Marisa também atribui o encolhimento da feira à proliferação das redes de supermercado, mas assume que não está em seus planos abandonar o espaço: "Eu continuo vindo porque acho as coisas mais fresquinhas, eles trazem tudo do dia, as verduras são boas, as frutas são boas. Você compra com qualidade".

Não muito distante da banca das verduras, um grupo de quatro amigos reproduz, com meticulosa exatidão, a imagem que guardamos dos colóquios informais das praças públicas. Quem fala conosco é o contador e advogado Valdir Herbster Filho, ex-prefeito de Amontada, município do norte do Ceará, e frequentador da feira desde a década de 1970, quando morava a uma quadra da praça.

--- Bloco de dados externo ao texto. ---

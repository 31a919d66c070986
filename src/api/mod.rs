// ==========================================
// 间接成本配置系统 - API 层
// ==========================================
// 职责: 提供工厂/工序的查询与变更接口
// 调用方: 编辑器网关 (LocalGateway)、命令行
// ==========================================

pub mod dto;
pub mod error;
pub mod operation_api;
pub mod plant_api;
pub mod validator;

// 重导出核心类型
pub use dto::{
    CostInput, CreateOperationInput, CreatePlantInput, IndirectCostDto, OperationDto, PlantDto,
    PlantWithOperationsDto, RemovedDto, UpdateOperationInput, UpdatePlantInput,
};
pub use error::{ApiError, ApiResult};
pub use operation_api::OperationApi;
pub use plant_api::PlantApi;
pub use validator::InputValidator;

Os amigos Valdir, Ronaldo, Humberto e Getúlio: encontro na feira todos os domingos(Foto: Samuel Setubal)
Foto: Samuel Setubal Os amigos Valdir, Ronaldo, Humberto e Getúlio: encontro na feira todos os domingos

"Venho aqui todo sábado e domingo. Lá em casa, sou o responsável pela carne e pelo queijo, e aqui tem uma carne boa, sadia. Faço as compras e ficamos conversando. Falamos de todos os assuntos: política, atualidades e das cidades do Interior. É uma terapia que a gente faz com o maior prazer do mundo..." vai contando, até ser interrompido por um dos amigos, o auditor da Receita Federal Humberto Sales.

"Às vezes ficamos aqui conversando, só às vezes" — diz Humberto. "Só quando é um ambiente de alto nível. Pracolá (aponta para a barraca ao lado) tem uns ambientes que eu, pelo menos, não vou. Só tem fuxico. A gente compra as coisas e, quando dá as costas, eles gritam 'vaaaai, carniça'". Na banca do fuxico, sem negar ou admitir, todos gargalham.

 

 

Sobrevivência e tradição

A duas barracas de onde estavam os amigos, seu Raimundo Nonato alinhava em silêncio seus produtos, com uma tranquilidade que parecia impossível para a feira. Temperos, castanhas, queijos, rapaduras, doces, raízes, lambedores, cajuínas, comida para passarinho… Cada item recebia parcela de atenção em sua arrumação meticulosa.

À nossa apresentação, respondeu com uma simpatia contida e uma dicção perfeita. "Trabalho aqui há 40 anos. Sou de Santana do Acaraú e comecei vendendo como uma aventura. Vim do Interior pra cá, e o primeiro serviço que encontrei foi aqui na feira. Comecei só com remédio caseiro, mas a gente vai se apegando a mais coisas", explica.

Natural de Santana do Acaraú, seu Raimundo Nonato vende uma infinidade de produtos, de lambedouros a queijos e raízes(Foto: Samuel Setubal)
Foto: Samuel Setubal Natural de Santana do Acaraú, seu Raimundo Nonato vende uma infinidade de produtos, de lambedouros a queijos e raízes

Seu Raimundo enxerga a diminuição do movimento na praça como consequência natural das novas épocas: "O movimento diminuiu bastante, tanto a frequência dos clientes quanto o número de feirantes. É o tempo. Os jovens gostam de shopping e do Ifood, que entrega tudo pronto. Eles não vêm pra feira atrás de mercadoria. E os senhores de idade, muitos já se foram, principalmente durante a pandemia".

Ele compartilha da opinião geral dos feirantes sobre a concorrência desleal dos supermercados. Mas, como um poeta das praças, encontra sabedoria no que para alguns é apenas crise: "Os mercantis têm facilidades, promoções, entregam a domicílio. Mas existe a tradição e a sobrevivência. Entre os feirantes, a sobrevivência. Entre os clientes, a tradição. E assim a gente vai seguindo", conclui.